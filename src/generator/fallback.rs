//! Template-based SQL for the questions the service knows by heart
//!
//! Rules are tried in order; the first whose pattern matches the question
//! renders its template with the recognised station, gender and time window.
//! A station filter is only rendered for a station name found in the data.

use super::{GenerationRequest, GenerationStrategy, Provenance};
use crate::error::{PipelineError, Result};
use crate::semantic::TermKind;
use crate::time::TimeWindow;
use async_trait::async_trait;
use tracing::{info, warn};

/// What the rules can see of a request.
struct Slots {
    lower: String,
    station: Option<String>,
    gender: Option<String>,
    window: Option<TimeWindow>,
}

impl Slots {
    fn from_request(request: &GenerationRequest<'_>) -> Self {
        let mut station = None;
        let mut gender = None;

        for entry in request.matches.iter() {
            match &entry.term.kind {
                TermKind::Category { column } if column.ends_with("station_name") && station.is_none() => {
                    station = Some(entry.term.surface.clone());
                }
                TermKind::Category { column } if column.ends_with("gender") && gender.is_none() => {
                    gender = Some(entry.term.text.clone());
                }
                TermKind::Gender if gender.is_none() => gender = Some(entry.term.text.clone()),
                _ => {}
            }
        }

        Self {
            lower: request.question.to_lowercase(),
            station,
            gender,
            window: request.window,
        }
    }

    fn mentions(&self, words: &[&str]) -> bool {
        words.iter().any(|w| self.lower.contains(w))
    }
}

/// Deterministic generator used when no model is available.
#[derive(Debug, Default, Clone)]
pub struct TemplateStrategy;

impl TemplateStrategy {
    pub fn new() -> Self {
        Self
    }

    pub fn render(&self, request: &GenerationRequest<'_>) -> Result<String> {
        let slots = Slots::from_request(request);

        if slots.mentions(&["average"]) && slots.mentions(&["ride time", "trip time", "duration"]) {
            return Ok(average_ride_time(&slots));
        }
        if slots.mentions(&["most departures", "most arrivals", "busiest"]) {
            return Ok(busiest_station(&slots));
        }
        if slots.mentions(&["kilometres", "kilometers", "km", "distance"]) && slots.gender.is_some() {
            return Ok(total_distance(&slots));
        }

        warn!("No template matches question: {}", request.question);
        Err(PipelineError::UnsupportedQuestion(format!(
            "Unable to generate SQL query from question: {}",
            request.question
        )))
    }
}

#[async_trait]
impl GenerationStrategy for TemplateStrategy {
    fn provenance(&self) -> Provenance {
        Provenance::Fallback
    }

    async fn generate(&self, request: &GenerationRequest<'_>) -> Result<String> {
        info!("Using fallback SQL generation");
        self.render(request)
    }
}

fn average_ride_time(slots: &Slots) -> String {
    let mut sql = vec![
        "SELECT AVG(EXTRACT(EPOCH FROM (t.ended_at - t.started_at)) / 60) AS average_ride_minutes".to_string(),
        "FROM trips t".to_string(),
    ];
    let mut filters = Vec::new();

    if let Some(station) = &slots.station {
        let key = if slots.mentions(&["ended at", "arriv"]) {
            "end_station_id"
        } else {
            "start_station_id"
        };
        sql.push(format!("JOIN stations s ON t.{} = s.station_id", key));
        filters.push(format!("s.station_name = '{}'", escape_literal(station)));
    }
    if let Some(window) = &slots.window {
        filters.push(window.sql_filter("t.started_at"));
    }

    push_where(&mut sql, filters);
    sql.join("\n")
}

fn busiest_station(slots: &Slots) -> String {
    let (key, timestamp, alias) = if slots.mentions(&["arrival"]) {
        ("end_station_id", "t.ended_at", "arrival_count")
    } else {
        ("start_station_id", "t.started_at", "departure_count")
    };

    let mut sql = vec![
        format!("SELECT s.station_name, COUNT(*) AS {}", alias),
        "FROM trips t".to_string(),
        format!("JOIN stations s ON t.{} = s.station_id", key),
    ];
    let filters = slots
        .window
        .iter()
        .map(|w| w.sql_filter(timestamp))
        .collect();
    push_where(&mut sql, filters);

    sql.push("GROUP BY s.station_id, s.station_name".to_string());
    sql.push(format!("ORDER BY {} DESC", alias));
    sql.push("LIMIT 1".to_string());
    sql.join("\n")
}

fn total_distance(slots: &Slots) -> String {
    let mut sql = vec![
        "SELECT SUM(t.trip_distance_km) AS total_kilometres".to_string(),
        "FROM trips t".to_string(),
    ];
    let mut filters = Vec::new();

    if let Some(gender) = &slots.gender {
        filters.push(format!("t.rider_gender = '{}'", escape_literal(gender)));
    }
    if slots.mentions(&["rain", "precipitation", "wet"]) {
        sql.push("JOIN daily_weather w ON DATE(t.started_at) = w.weather_date".to_string());
        filters.push("w.precipitation_mm > 0".to_string());
    }
    if let Some(window) = &slots.window {
        filters.push(window.sql_filter("t.started_at"));
    }

    push_where(&mut sql, filters);
    sql.join("\n")
}

fn push_where(sql: &mut Vec<String>, filters: Vec<String>) {
    for (i, filter) in filters.into_iter().enumerate() {
        let keyword = if i == 0 { "WHERE" } else { "  AND" };
        sql.push(format!("{} {}", keyword, filter));
    }
}

fn escape_literal(value: &str) -> String {
    value.replace('\'', "''")
}
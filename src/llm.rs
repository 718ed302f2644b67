use crate::config::LlmConfig;
use crate::error::{PipelineError, Result};
use std::time::Duration;
use tracing::debug;

/// Client for an OpenAI-compatible chat/embeddings API (Groq by default).
pub struct LlmClient {
    http: reqwest::Client,
    api_key: String,
    base_url: String,
    model: String,
    embedding_model: String,
    temperature: f32,
    max_tokens: u32,
}

impl LlmClient {
    pub fn new(api_key: String, base_url: String, model: String) -> Self {
        Self {
            http: reqwest::Client::new(),
            api_key,
            base_url: base_url.trim_end_matches('/').to_string(),
            model,
            embedding_model: "text-embedding-3-small".to_string(),
            temperature: 0.1,
            max_tokens: 1000,
        }
    }

    /// Build a client from configuration. Fails when no API key is configured.
    pub fn from_config(config: &LlmConfig) -> Result<Self> {
        let api_key = config
            .api_key
            .clone()
            .ok_or_else(|| PipelineError::Config("No model API key configured".to_string()))?;

        let http = reqwest::Client::builder()
            .timeout(Duration::from_secs(config.timeout_secs))
            .build()
            .map_err(|e| PipelineError::Config(format!("Failed to build HTTP client: {}", e)))?;

        Ok(Self {
            http,
            api_key,
            base_url: config.base_url.trim_end_matches('/').to_string(),
            model: config.model.clone(),
            embedding_model: config.embedding_model.clone(),
            temperature: config.temperature,
            max_tokens: config.max_tokens,
        })
    }

    pub fn model(&self) -> &str {
        &self.model
    }

    /// Send one user prompt and return the raw completion text.
    pub async fn complete(&self, prompt: &str) -> Result<String> {
        let body = serde_json::json!({
            "model": self.model,
            "messages": [
                {"role": "user", "content": prompt}
            ],
            "temperature": self.temperature,
            "max_tokens": self.max_tokens
        });

        let response_json = self.post("chat/completions", &body).await?;

        let content = response_json["choices"][0]["message"]["content"]
            .as_str()
            .ok_or_else(|| PipelineError::Generation("No content in LLM response".to_string()))?;

        debug!("LLM returned {} characters", content.len());
        Ok(content.trim().to_string())
    }

    /// Embed a batch of texts with the configured embedding model.
    pub async fn embed_texts(&self, texts: &[String]) -> Result<Vec<Vec<f32>>> {
        let body = serde_json::json!({
            "model": self.embedding_model,
            "input": texts
        });

        let response_json = self.post("embeddings", &body).await?;

        let data = response_json["data"]
            .as_array()
            .ok_or_else(|| PipelineError::Generation("No data in embeddings response".to_string()))?;

        let mut vectors: Vec<(u64, Vec<f32>)> = data
            .iter()
            .enumerate()
            .map(|(i, item)| {
                let index = item["index"].as_u64().unwrap_or(i as u64);
                let vector = item["embedding"]
                    .as_array()
                    .map(|values| values.iter().filter_map(|v| v.as_f64()).map(|v| v as f32).collect())
                    .unwrap_or_default();
                (index, vector)
            })
            .collect();
        vectors.sort_by_key(|(index, _)| *index);

        if vectors.len() != texts.len() {
            return Err(PipelineError::Generation(format!(
                "Expected {} embeddings, got {}",
                texts.len(),
                vectors.len()
            )));
        }

        Ok(vectors.into_iter().map(|(_, v)| v).collect())
    }

    async fn post(&self, path: &str, body: &serde_json::Value) -> Result<serde_json::Value> {
        let response = self
            .http
            .post(&format!("{}/{}", self.base_url, path))
            .header("Authorization", format!("Bearer {}", self.api_key))
            .header("Content-Type", "application/json")
            .json(body)
            .send()
            .await
            .map_err(|e| PipelineError::Generation(format!("LLM API call failed: {}", e)))?;

        let status = response.status();
        if !status.is_success() {
            let text = response.text().await.unwrap_or_default();
            return Err(PipelineError::Generation(format!(
                "LLM API returned {}: {}",
                status, text
            )));
        }

        response
            .json()
            .await
            .map_err(|e| PipelineError::Generation(format!("Failed to parse LLM response: {}", e)))
    }
}
//! Read-only SQL gate
//!
//! Generated SQL passes a textual policy (single `SELECT`, fixed keyword
//! denylist) and then a structural check with sqlparser before anything can be
//! executed. The executor only accepts [`ValidatedSql`].

use crate::error::{PipelineError, Result};
use serde::Serialize;
use sqlparser::ast::{SetExpr, Statement};
use sqlparser::dialect::PostgreSqlDialect;
use sqlparser::parser::Parser;
use std::fmt;
use tracing::warn;

/// Matched case-insensitively anywhere in the statement, string literals
/// included.
const DENYLIST: [&str; 15] = [
    "drop", "delete", "truncate", "alter", "create", "insert", "update", "exec", "execute",
    "sp_", "xp_", "--", "/*", "*/", "union all",
];

/// SQL that passed validation.
#[derive(Debug, Clone, PartialEq, Eq, Serialize)]
#[serde(transparent)]
pub struct ValidatedSql(String);

impl ValidatedSql {
    pub fn as_str(&self) -> &str {
        &self.0
    }

    pub fn into_string(self) -> String {
        self.0
    }
}

impl fmt::Display for ValidatedSql {
    fn fmt(&self, f: &mut fmt::Formatter<'_>) -> fmt::Result {
        f.write_str(&self.0)
    }
}

impl AsRef<str> for ValidatedSql {
    fn as_ref(&self) -> &str {
        &self.0
    }
}

#[derive(Debug, Clone, Copy)]
pub struct SqlValidator {
    /// Also parse the statement and check its shape
    pub structural: bool,
}

impl Default for SqlValidator {
    fn default() -> Self {
        Self { structural: true }
    }
}

impl SqlValidator {
    pub fn textual_only() -> Self {
        Self { structural: false }
    }

    pub fn validate(&self, sql: &str) -> Result<ValidatedSql> {
        let cleaned = sql
            .trim()
            .trim_end_matches(|c: char| c == ';' || c.is_whitespace())
            .trim();

        if cleaned.is_empty() {
            return Err(reject("Empty SQL query".to_string()));
        }

        let lower = cleaned.to_lowercase();
        if !lower.starts_with("select") {
            return Err(reject("Only SELECT queries are allowed".to_string()));
        }

        if let Some(keyword) = DENYLIST.iter().find(|k| lower.contains(*k)) {
            return Err(reject(format!("Dangerous SQL keyword detected: {}", keyword)));
        }

        if self.structural {
            check_structure(cleaned)?;
        }

        Ok(ValidatedSql(cleaned.to_string()))
    }
}

/// Validate with the default policy.
pub fn validate(sql: &str) -> Result<ValidatedSql> {
    SqlValidator::default().validate(sql)
}

fn check_structure(sql: &str) -> Result<()> {
    let statements = Parser::parse_sql(&PostgreSqlDialect {}, sql)
        .map_err(|e| reject(format!("SQL could not be parsed: {}", e)))?;

    match statements.as_slice() {
        [Statement::Query(query)] => {
            if selects_into(&query.body) {
                return Err(reject("SELECT INTO is not allowed".to_string()));
            }
            Ok(())
        }
        [_] => Err(reject("Only SELECT queries are allowed".to_string())),
        _ => Err(reject(format!(
            "Expected exactly one statement, found {}",
            statements.len()
        ))),
    }
}

fn selects_into(body: &SetExpr) -> bool {
    match body {
        SetExpr::Select(select) => select.into.is_some(),
        SetExpr::Query(query) => selects_into(&query.body),
        SetExpr::SetOperation { left, right, .. } => selects_into(left) || selects_into(right),
        _ => false,
    }
}

fn reject(message: String) -> PipelineError {
    warn!("Rejected SQL: {}", message);
    PipelineError::SqlValidation(message)
}

#[cfg(test)]
mod tests {
    use super::*;

    #[test]
    fn test_valid_select_is_cleaned() {
        let sql = validate("SELECT AVG(duration) FROM journeys WHERE start_time > '2025-01-01';").unwrap();
        assert_eq!(
            sql.as_str(),
            "SELECT AVG(duration) FROM journeys WHERE start_time > '2025-01-01'"
        );

        let sql = validate("  select 1 ;; \n").unwrap();
        assert_eq!(sql.as_str(), "select 1");
    }

    #[test]
    fn test_dangerous_keywords_rejected() {
        let dangerous = [
            "DROP TABLE journeys;",
            "DELETE FROM journeys;",
            "INSERT INTO journeys VALUES (1, 2, 3);",
            "UPDATE journeys SET duration = 0;",
            "SELECT * FROM journeys; DROP TABLE stations;--",
            "SELECT * FROM trips /* hidden */",
            "SELECT 1 UNION ALL SELECT 2",
            "SELECT * FROM trips FOR UPDATE",
        ];
        for sql in dangerous {
            assert!(
                matches!(validate(sql), Err(PipelineError::SqlValidation(_))),
                "accepted: {}",
                sql
            );
        }
    }

    #[test]
    fn test_non_select_rejected() {
        let err = validate("CREATE TABLE test (id INT);").unwrap_err();
        assert_eq!(err.to_string(), "SQL validation error: Only SELECT queries are allowed");
        assert!(validate("WITH x AS (SELECT 1) SELECT * FROM x").is_err());
    }

    #[test]
    fn test_empty_rejected() {
        assert!(validate("").is_err());
        assert!(validate("  ;  ").is_err());
    }

    #[test]
    fn test_denylist_matches_inside_literals() {
        // Known limitation of the textual policy
        assert!(validate("SELECT * FROM stations WHERE station_name = 'Drop Zone'").is_err());
    }

    #[test]
    fn test_structural_checks() {
        assert!(validate("SELECT * INTO backup FROM trips").is_err());
        assert!(validate("SELECT 1; SELECT 2").is_err());
        assert!(validate("SELECT * FROM").is_err());

        // The textual policy alone lets both through
        let textual = SqlValidator::textual_only();
        assert!(textual.validate("SELECT 1; SELECT 2").is_ok());
        assert!(textual.validate("SELECT * INTO backup FROM trips").is_ok());
    }

    #[test]
    fn test_fallback_templates_pass() {
        let sql = "SELECT s.station_name, COUNT(*) AS departure_count\n\
                   FROM trips t\n\
                   JOIN stations s ON t.start_station_id = s.station_id\n\
                   WHERE t.started_at >= '2025-06-01' AND t.started_at < '2025-06-08'\n\
                   GROUP BY s.station_id, s.station_name\n\
                   ORDER BY departure_count DESC\n\
                   LIMIT 1";
        assert!(validate(sql).is_ok());

        let sql = "SELECT AVG(EXTRACT(EPOCH FROM (t.ended_at - t.started_at)) / 60) AS average_ride_minutes\n\
                   FROM trips t\n\
                   JOIN daily_weather w ON DATE(t.started_at) = w.weather_date\n\
                   WHERE w.precipitation_mm > 0";
        assert!(validate(sql).is_ok());
    }
}
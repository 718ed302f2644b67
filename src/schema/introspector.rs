//! Schema introspection
//!
//! Reads tables, columns and foreign keys from the catalog and keeps the
//! resulting snapshot in an explicit cache. The cache is owned here and handed
//! out by reference; nothing else holds schema state.

use crate::db::Database;
use crate::error::{PipelineError, Result};
use crate::schema::{split_reference, ColumnInfo, ForeignKey, SchemaSnapshot, TableInfo, TableKind};
use async_trait::async_trait;
use std::collections::{BTreeMap, HashMap};
use std::sync::atomic::{AtomicU64, AtomicUsize, Ordering};
use std::sync::{Arc, RwLock};
use tracing::{debug, info, warn};

/// Upper bound on distinct values loaded per category column.
pub const CATEGORY_VALUE_LIMIT: usize = 500;

/// Source of catalog metadata.
#[async_trait]
pub trait CatalogSource: Send + Sync {
    /// `(table_name, table_type)` ordered by name.
    async fn list_tables(&self, schema: &str) -> Result<Vec<(String, String)>>;

    /// Columns of one table ordered by ordinal position.
    async fn list_columns(&self, schema: &str, table: &str) -> Result<Vec<ColumnInfo>>;

    async fn list_foreign_keys(&self, schema: &str) -> Result<Vec<ForeignKey>>;

    /// Distinct non-null values of a column, rendered as text.
    async fn distinct_values(
        &self,
        schema: &str,
        table: &str,
        column: &str,
        limit: usize,
    ) -> Result<Vec<String>>;
}

/// Catalog backed by Postgres `information_schema`.
pub struct PgCatalog {
    db: Arc<Database>,
}

impl PgCatalog {
    pub fn new(db: Arc<Database>) -> Self {
        Self { db }
    }
}

fn discovery_error(what: &str, e: sqlx::Error) -> PipelineError {
    PipelineError::SchemaDiscovery(format!("Failed to load {}: {}", what, e))
}

fn quote_ident(ident: &str) -> String {
    format!("\"{}\"", ident.replace('"', "\"\""))
}

#[async_trait]
impl CatalogSource for PgCatalog {
    async fn list_tables(&self, schema: &str) -> Result<Vec<(String, String)>> {
        let pool = self.db.pool().await?;
        sqlx::query_as::<_, (String, String)>(
            r#"
            SELECT table_name::text, table_type::text
            FROM information_schema.tables
            WHERE table_schema = $1
            ORDER BY table_name
            "#,
        )
        .bind(schema)
        .fetch_all(&pool)
        .await
        .map_err(|e| discovery_error("tables", e))
    }

    async fn list_columns(&self, schema: &str, table: &str) -> Result<Vec<ColumnInfo>> {
        let pool = self.db.pool().await?;
        let rows = sqlx::query_as::<
            _,
            (String, String, String, Option<String>, Option<i32>, Option<i32>, i32),
        >(
            r#"
            SELECT
                column_name::text,
                data_type::text,
                is_nullable::text,
                column_default::text,
                character_maximum_length::int4,
                numeric_precision::int4,
                ordinal_position::int4
            FROM information_schema.columns
            WHERE table_schema = $1
            AND table_name = $2
            ORDER BY ordinal_position
            "#,
        )
        .bind(schema)
        .bind(table)
        .fetch_all(&pool)
        .await
        .map_err(|e| discovery_error(&format!("columns of {}", table), e))?;

        Ok(rows
            .into_iter()
            .map(|(name, data_type, is_nullable, default, max_length, precision, ordinal)| ColumnInfo {
                name,
                data_type,
                nullable: is_nullable == "YES",
                default,
                max_length,
                precision,
                ordinal,
            })
            .collect())
    }

    async fn list_foreign_keys(&self, schema: &str) -> Result<Vec<ForeignKey>> {
        let pool = self.db.pool().await?;
        let rows = sqlx::query_as::<_, (String, String, String, String, String)>(
            r#"
            SELECT
                tc.table_name::text AS source_table,
                kcu.column_name::text AS source_column,
                ccu.table_name::text AS target_table,
                ccu.column_name::text AS target_column,
                tc.constraint_name::text
            FROM information_schema.table_constraints tc
            JOIN information_schema.key_column_usage kcu
                ON tc.constraint_name = kcu.constraint_name
                AND tc.table_schema = kcu.table_schema
            JOIN information_schema.constraint_column_usage ccu
                ON ccu.constraint_name = tc.constraint_name
                AND ccu.table_schema = tc.table_schema
            WHERE tc.constraint_type = 'FOREIGN KEY'
            AND tc.table_schema = $1
            ORDER BY tc.table_name, tc.constraint_name
            "#,
        )
        .bind(schema)
        .fetch_all(&pool)
        .await
        .map_err(|e| discovery_error("foreign keys", e))?;

        Ok(rows
            .into_iter()
            .map(|(source_table, source_column, target_table, target_column, constraint_name)| ForeignKey {
                source_table,
                source_column,
                target_table,
                target_column,
                constraint_name,
            })
            .collect())
    }

    async fn distinct_values(
        &self,
        schema: &str,
        table: &str,
        column: &str,
        limit: usize,
    ) -> Result<Vec<String>> {
        let pool = self.db.pool().await?;
        // Identifiers come from the discovered catalog, never from user text.
        let sql = format!(
            "SELECT DISTINCT {col}::text FROM {schema}.{table} WHERE {col} IS NOT NULL ORDER BY 1 LIMIT $1",
            col = quote_ident(column),
            schema = quote_ident(schema),
            table = quote_ident(table),
        );
        let rows = sqlx::query_as::<_, (String,)>(&sql)
            .bind(limit as i64)
            .fetch_all(&pool)
            .await
            .map_err(|e| discovery_error(&format!("values of {}.{}", table, column), e))?;

        Ok(rows.into_iter().map(|(v,)| v).collect())
    }
}

/// Catalog held in memory.
///
/// Used for fixtures and for running the pipeline against a known schema
/// without a database. Counts table listings so cache behaviour is observable.
#[derive(Default)]
pub struct InMemoryCatalog {
    tables: Vec<TableInfo>,
    relationships: Vec<ForeignKey>,
    values: HashMap<String, Vec<String>>,
    unreachable: bool,
    table_listings: AtomicUsize,
}

impl InMemoryCatalog {
    pub fn new(tables: Vec<TableInfo>, relationships: Vec<ForeignKey>) -> Self {
        Self {
            tables,
            relationships,
            ..Self::default()
        }
    }

    /// Register the distinct values of a `table.column`.
    pub fn with_values(mut self, column: &str, values: &[&str]) -> Self {
        self.values
            .insert(column.to_string(), values.iter().map(|v| v.to_string()).collect());
        self
    }

    /// A catalog whose store cannot be reached.
    pub fn unreachable() -> Self {
        Self {
            unreachable: true,
            ..Self::default()
        }
    }

    pub fn table_listings(&self) -> usize {
        self.table_listings.load(Ordering::SeqCst)
    }

    fn check_reachable(&self) -> Result<()> {
        if self.unreachable {
            return Err(PipelineError::Connection("catalog store is unreachable".to_string()));
        }
        Ok(())
    }
}

#[async_trait]
impl CatalogSource for InMemoryCatalog {
    async fn list_tables(&self, _schema: &str) -> Result<Vec<(String, String)>> {
        self.check_reachable()?;
        self.table_listings.fetch_add(1, Ordering::SeqCst);
        let mut tables: Vec<(String, String)> = self
            .tables
            .iter()
            .map(|t| {
                let table_type = match t.kind {
                    TableKind::View => "VIEW",
                    _ => "BASE TABLE",
                };
                (t.name.clone(), table_type.to_string())
            })
            .collect();
        tables.sort();
        Ok(tables)
    }

    async fn list_columns(&self, _schema: &str, table: &str) -> Result<Vec<ColumnInfo>> {
        self.check_reachable()?;
        let mut columns = self
            .tables
            .iter()
            .find(|t| t.name == table)
            .map(|t| t.columns.clone())
            .ok_or_else(|| PipelineError::SchemaDiscovery(format!("Unknown table: {}", table)))?;
        columns.sort_by_key(|c| c.ordinal);
        Ok(columns)
    }

    async fn list_foreign_keys(&self, _schema: &str) -> Result<Vec<ForeignKey>> {
        self.check_reachable()?;
        Ok(self.relationships.clone())
    }

    async fn distinct_values(
        &self,
        _schema: &str,
        table: &str,
        column: &str,
        limit: usize,
    ) -> Result<Vec<String>> {
        self.check_reachable()?;
        let key = format!("{}.{}", table, column);
        Ok(self
            .values
            .get(&key)
            .map(|v| v.iter().take(limit).cloned().collect())
            .unwrap_or_default())
    }
}

/// Holder of the current schema snapshot.
///
/// `store` only ever moves the cache forward: a snapshot older than the one
/// already held is discarded and the held one is returned instead.
#[derive(Default)]
pub struct SchemaCache {
    current: RwLock<Option<Arc<SchemaSnapshot>>>,
}

impl SchemaCache {
    pub fn new() -> Self {
        Self::default()
    }

    pub fn get(&self) -> Option<Arc<SchemaSnapshot>> {
        self.current
            .read()
            .unwrap_or_else(|poisoned| poisoned.into_inner())
            .clone()
    }

    pub fn store(&self, snapshot: SchemaSnapshot) -> Arc<SchemaSnapshot> {
        let mut guard = self
            .current
            .write()
            .unwrap_or_else(|poisoned| poisoned.into_inner());

        if let Some(existing) = guard.as_ref() {
            if existing.version >= snapshot.version {
                debug!(
                    "Discarding schema snapshot v{} (cache already holds v{})",
                    snapshot.version, existing.version
                );
                return existing.clone();
            }
        }

        let snapshot = Arc::new(snapshot);
        *guard = Some(snapshot.clone());
        snapshot
    }

    pub fn invalidate(&self) {
        *self
            .current
            .write()
            .unwrap_or_else(|poisoned| poisoned.into_inner()) = None;
    }
}

pub struct SchemaIntrospector {
    source: Arc<dyn CatalogSource>,
    schema: String,
    category_columns: Vec<String>,
    cache: SchemaCache,
    next_version: AtomicU64,
}

impl SchemaIntrospector {
    pub fn new(source: Arc<dyn CatalogSource>, schema: impl Into<String>) -> Self {
        Self {
            source,
            schema: schema.into(),
            category_columns: Vec::new(),
            cache: SchemaCache::new(),
            next_version: AtomicU64::new(1),
        }
    }

    /// Columns whose live values feed term extraction.
    pub fn with_category_columns(mut self, columns: Vec<String>) -> Self {
        self.category_columns = columns;
        self
    }

    pub fn cache(&self) -> &SchemaCache {
        &self.cache
    }

    /// Return the cached snapshot, building it on first use or when forced.
    pub async fn discover(&self, force_refresh: bool) -> Result<Arc<SchemaSnapshot>> {
        if !force_refresh {
            if let Some(snapshot) = self.cache.get() {
                return Ok(snapshot);
            }
        }

        let version = self.next_version.fetch_add(1, Ordering::SeqCst);
        info!("Discovering database schema (v{})...", version);

        let snapshot = self.build_snapshot(version).await?;
        info!(
            "Schema discovery complete. Found {} tables, {} relationships",
            snapshot.tables.len(),
            snapshot.relationships.len()
        );

        Ok(self.cache.store(snapshot))
    }

    pub async fn snapshot(&self) -> Result<Arc<SchemaSnapshot>> {
        self.discover(false).await
    }

    pub async fn refresh(&self) -> Result<Arc<SchemaSnapshot>> {
        self.discover(true).await
    }

    pub async fn schema_text(&self) -> Result<String> {
        Ok(self.snapshot().await?.schema_text())
    }

    pub async fn all_columns(&self) -> Result<Vec<String>> {
        Ok(self.snapshot().await?.all_columns().to_vec())
    }

    pub async fn table_columns(&self, table: &str) -> Result<Option<Vec<String>>> {
        Ok(self.snapshot().await?.table_columns(table))
    }

    async fn build_snapshot(&self, version: u64) -> Result<SchemaSnapshot> {
        let listed = self.source.list_tables(&self.schema).await?;
        debug!("Found {} tables", listed.len());

        let mut tables = Vec::with_capacity(listed.len());
        for (name, table_type) in listed {
            let columns = self.source.list_columns(&self.schema, &name).await?;
            tables.push(TableInfo {
                name,
                kind: TableKind::from_table_type(&table_type),
                columns,
            });
        }

        let relationships = self.source.list_foreign_keys(&self.schema).await?;

        let mut categories = BTreeMap::new();
        for reference in &self.category_columns {
            let Some((table, column)) = split_reference(reference) else {
                warn!("Ignoring malformed category column '{}'", reference);
                continue;
            };
            let known = tables
                .iter()
                .any(|t| t.name == table && t.column(column).is_some());
            if !known {
                warn!("Category column {} is not in the schema, skipping", reference);
                continue;
            }
            match self
                .source
                .distinct_values(&self.schema, table, column, CATEGORY_VALUE_LIMIT)
                .await
            {
                Ok(values) => {
                    debug!("Loaded {} category values for {}", values.len(), reference);
                    categories.insert(reference.clone(), values);
                }
                Err(e) => warn!("Could not load category values for {}: {}", reference, e),
            }
        }

        Ok(SchemaSnapshot::new(version, tables, relationships, categories))
    }
}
_ _ _ _ _ _ _
- _About this exercise_
Across all the records above, count the lines that contain "listed" and reply with only the number.

- _Solution to this problem_
4